¿Arquitectura sin arquitectos?

Hace muchos años un arquitecto mayor me contaba que cuando, lleno de entusiasmo, le mostró a su cliente la fachada de su primer proyecto, este le dijo: “Enséñesela usted al vecino de enfrente que es el que la va a ver durante lo que le queda de vida” (era cuando las casas se hacían para alguien y no para vender).

En esta frase se encierra uno de los argumentos, y no precisamente el único, para una serie de disposiciones legales. La primera, de 1787, reinando Carlos III, y la última, de momento, la Ley 38/1999 de 5 de noviembre, de Ordenación de la Edificación, LOE, que establecen algo tan obvio como que:

“Las casas las hacen los arquitectos que son los que han estudiado Arquitectura” (nadie pone en duda que a los enfermos los tratan los médicos, que son los que han estudiado medicina, y aunque algunos abogados de aseguradoras sepan bastante de medicina, a nadie se le ocurre que vean enfermos y les receten).

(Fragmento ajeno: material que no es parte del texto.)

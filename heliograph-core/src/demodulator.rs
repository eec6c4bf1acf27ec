//! Timestamp demodulator: photon arrival times to slot-quantized symbols.

use crate::config::SessionParams;
use crate::errors::DemodulatorError;
use crate::ppm::Detected;

/// Demodulated symbol stream plus channel statistics.
#[derive(Debug, Clone)]
pub struct DemodOutput {
    pub symbols: Vec<Detected>,
    /// Events that could not be attributed to a signal slot
    pub dark_counts: usize,
    pub num_frames: usize,
}

/// Bin a sorted photon arrival stream into symbol frames.
///
/// Policy per frame: the first event whose slot falls in the signal region
/// `[0, M)` wins; guard-slot events and surplus events count as dark
/// counts; a frame with no usable event emits an erasure. When the timing
/// gate is enabled, pulses further than 3 sigma from their slot center
/// (sigma = 0.1 slot) are treated as dark counts too.
///
/// `start_time` anchors the slot grid. When absent, the grid is anchored on
/// the first event under the assumption that it is the opening CSM pulse.
pub fn demodulate(
    timestamps: &[f64],
    start_time: Option<f64>,
    params: &SessionParams,
) -> Result<DemodOutput, DemodulatorError> {
    let first = *timestamps.first().ok_or(DemodulatorError::EmptyStream)?;
    for (i, pair) in timestamps.windows(2).enumerate() {
        if pair[1] < pair[0] {
            return Err(DemodulatorError::NonMonotonic {
                index: i + 1,
                previous: pair[0],
                current: pair[1],
            });
        }
    }

    let slot_length = params.config.slot_length;
    let symbol_length = params.symbol_length;
    let t0 = start_time.unwrap_or(first - 0.5 * slot_length);
    let last = *timestamps.last().expect("stream is non-empty");
    let num_frames = ((last - t0) / symbol_length).floor() as usize + 1;

    let mut symbols = Vec::with_capacity(num_frames);
    let mut dark_counts = 0usize;
    let mut cursor = 0usize;

    for frame in 0..num_frames {
        let frame_start = t0 + frame as f64 * symbol_length;
        let frame_end = frame_start + symbol_length;

        // Advance to the first event of this frame.
        while cursor < timestamps.len() && timestamps[cursor] < frame_start {
            cursor += 1;
        }
        let begin = cursor;
        while cursor < timestamps.len() && timestamps[cursor] < frame_end {
            cursor += 1;
        }
        let events = &timestamps[begin..cursor];

        if events.is_empty() {
            symbols.push(Detected::Erasure);
            continue;
        }

        let mut chosen = None;
        for &t in events {
            let slot = ((t - frame_start - 0.5 * slot_length) / slot_length).round();
            if slot < 0.0 || slot as usize >= params.ppm_order() {
                // Guard-slot or out-of-range event.
                continue;
            }
            if params.config.timing_gate && !within_timing_gate(t, frame_start, slot_length) {
                continue;
            }
            chosen = Some(slot as u16);
            break;
        }

        // Every event not attributed to the symbol is a dark count: guard
        // slot and gate-rejected pulses as well as surplus events behind
        // the accepted one.
        dark_counts += events.len() - chosen.is_some() as usize;

        match chosen {
            Some(slot) => symbols.push(Detected::Pulse(slot)),
            None => {
                // Pulses were seen but none was a valid symbol.
                symbols.push(Detected::Erasure);
            }
        }
    }

    Ok(DemodOutput {
        symbols,
        dark_counts,
        num_frames,
    })
}

/// Timing-quality gate: accept a pulse only within 3 sigma of its slot
/// center, sigma = 0.1 slot.
fn within_timing_gate(pulse: f64, frame_start: f64, slot_length: f64) -> bool {
    let offset = pulse - frame_start;
    let slot = (offset / slot_length).floor();
    let center = (slot + 0.5) * slot_length;
    let sigma = 0.1 * slot_length;
    (offset - center).abs() <= 3.0 * sigma
}

#[cfg(test)]
mod tests {
    use super::*;
    use crate::config::{SessionConfig, SessionParams};

    fn params() -> SessionParams {
        SessionParams::new(SessionConfig {
            slot_length: 1.0,
            ..SessionConfig::default()
        })
        .unwrap()
    }

    /// Place a pulse at the center of `slot` within symbol frame `frame`.
    fn pulse(frame: usize, slot: usize, params: &SessionParams) -> f64 {
        frame as f64 * params.symbol_length + (slot as f64 + 0.5) * params.config.slot_length
    }

    #[test]
    fn clean_symbols_demodulate() {
        let p = params();
        let times: Vec<f64> = [3usize, 0, 7, 5]
            .iter()
            .enumerate()
            .map(|(frame, &slot)| pulse(frame, slot, &p))
            .collect();
        let out = demodulate(&times, Some(0.0), &p).unwrap();
        assert_eq!(
            out.symbols,
            vec![
                Detected::Pulse(3),
                Detected::Pulse(0),
                Detected::Pulse(7),
                Detected::Pulse(5)
            ]
        );
        assert_eq!(out.dark_counts, 0);
    }

    #[test]
    fn empty_frame_is_erasure() {
        let p = params();
        let times = vec![pulse(0, 2, &p), pulse(2, 4, &p)];
        let out = demodulate(&times, Some(0.0), &p).unwrap();
        assert_eq!(out.symbols[1], Detected::Erasure);
    }

    #[test]
    fn guard_slot_event_is_dark_count() {
        let p = params();
        // Frame 0 holds only a guard-slot event (slot 8 is the first guard
        // slot for M = 8): no valid symbol, one dark count. Frame 1 has a
        // signal pulse followed by a guard-slot straggler.
        let times = vec![pulse(0, 8, &p), pulse(1, 1, &p), pulse(1, 9, &p)];
        let out = demodulate(&times, Some(0.0), &p).unwrap();
        assert_eq!(out.symbols[0], Detected::Erasure);
        assert_eq!(out.symbols[1], Detected::Pulse(1));
        assert_eq!(out.dark_counts, 2);
    }

    #[test]
    fn first_valid_event_wins() {
        let p = params();
        let times = vec![pulse(0, 2, &p), pulse(0, 6, &p), pulse(1, 0, &p)];
        let out = demodulate(&times, Some(0.0), &p).unwrap();
        assert_eq!(out.symbols[0], Detected::Pulse(2));
        assert_eq!(out.dark_counts, 1);
    }

    #[test]
    fn timing_gate_rejects_off_center_pulse() {
        let config = SessionConfig {
            slot_length: 1.0,
            timing_gate: true,
            ..SessionConfig::default()
        };
        let p = SessionParams::new(config).unwrap();
        // 0.4 slots off center is outside the 3-sigma (0.3 slot) gate.
        let times = vec![
            0.5 + 2.0 + 0.4, // frame 0, slot 2, late
            p.symbol_length + 0.5 + 3.0, // frame 1, slot 3, centered
        ];
        let out = demodulate(&times, Some(0.0), &p).unwrap();
        assert_eq!(out.symbols[0], Detected::Erasure);
        assert_eq!(out.symbols[1], Detected::Pulse(3));
        // The rejected pulse is accounted as a dark count.
        assert_eq!(out.dark_counts, 1);
    }

    #[test]
    fn rejects_non_monotonic_stream() {
        let p = params();
        let times = vec![1.0, 0.5];
        assert!(matches!(
            demodulate(&times, Some(0.0), &p),
            Err(DemodulatorError::NonMonotonic { index: 1, .. })
        ));
    }

    #[test]
    fn rejects_empty_stream() {
        let p = params();
        assert!(matches!(
            demodulate(&[], Some(0.0), &p),
            Err(DemodulatorError::EmptyStream)
        ));
    }
}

Un edificio no concierne solo a quien lo promueve, sino que pasa a ser parte de la ciudad en la que seguirá estando presente cuando ya no viva ninguno de los que intervinieron en su construcción, contribuyendo a que la ciudad sea algo mejor o algo peor según sea el caso. Ya solo por esa circunstancia se justifica que el legislador obligue a la intervención de alguien que no solo garantice que la casa no se va a caer, sino que tenga además formación suficiente para entender que todo edificio pasa a ser una pieza de la ciudad y una parte del patrimonio edificado del país y si además puede en alguna manera ser una obra de arte, mejor para todos (otra cuestión es que acierte).

Para tomar los cientos de decisiones que afectan no solo a la seguridad de uso, sino a la calidad de vida de las personas, no basta haber aprobado unos cursos de construcción al igual que saber leer los prospectos de los medicamentos, con ser una habilidad muy estimable, no faculta (al menos de momento) para el ejercicio de la medicina.

El conocimiento del ser humano interiorizado durante años de formación es tan esencial para dar forma a los espacios que habitan las personas como lo es para ayudarlas a restablecer su salud, y la formación transversal en las distintas técnicas que concurren en la edificación permite al arquitecto garantizar la seguridad y el buen funcionamiento de un edificio y coordinar el trabajo de otros profesionales cuando su importancia o complejidad requiere la intervención de especialistas.

Podrá argumentarse que si tan necesaria es la intervención del arquitecto no es preciso protegerla por ley como hace la actualmente vigente Ley de Ordenación de la Edificación, y ello sería cierto si, como sucedía en otros tiempos, quienes promueven una edificación fueran luego a habitarla o disfrutarla. Pero hoy día lo habitual es que “el promotor” no guarde relación alguna con el edificio una vez vendido. En este contexto real, la intervención de un arquitecto es una defensa de los usuarios finales de un edificio y de la sociedad en general y garantiza que quien tomó las decisiones que afectan, no solo a su seguridad sino también a su calidad de vida, tiene inculcado como parte de su formación durante toda la carrera el hábito de pensar en ellos y en el entorno.

En las prodigiosas décadas pasadas han proliferado obras de “estrellas de la arquitectura” carísimas, pero no más que los aeropuertos sin aviones y las autopistas sin tráfico, mientras que el común de los arquitectos, manejando presupuestos ajustados, batallaba, y quiere seguir haciéndolo en el futuro, para que sus clientes promotores les dejaran hacer casas mejores en beneficio de los usuarios finales.

Ahora que han llegado las “vacas flacas” hay que dejarse de lujos y prescindir incluso de cosas necesarias, pero asegurándose que se produce un ahorro real. La intervención de arquitectos en los edificios destinados al uso de personas no es un lujo, y abrir el campo a otros profesionales no tendría la menor repercusión económica, dado que hay suficientes arquitectos para asegurar la competitividad del “mercado” sin necesidad de dar entrada a nuevos jugadores que, por otra parte, ya tienen un amplio campo de intervención, coordinada por el arquitecto, en proyectos parciales específicos de instalaciones, estructura, telecomunicación, etcétera, para lo que sí han recibido formación.

Circulan varios supuestos borradores de la Ley de Colegios y Servicios Profesionales, y en relación con alguno de sus contenidos no es ocioso advertir que una improvisación (que no ha sido, desde luego, sugerida ni mucho menos impuesta por Europa que vería con estupefacción la muestra de incultura que supone identificar arquitectura con construcción) debilitaría las garantías de la sociedad, sin otros efectos económicos, que el aluvión de pleitos para determinar cuál es la cantidad y calidad de estudios suficientes para “hacer de arquitecto sin serlo”.

Ricardo Aroca, arquitecto, ha sido director de la Escuela de Arquitectura y decano del Colegio de Arquitectos de Madrid.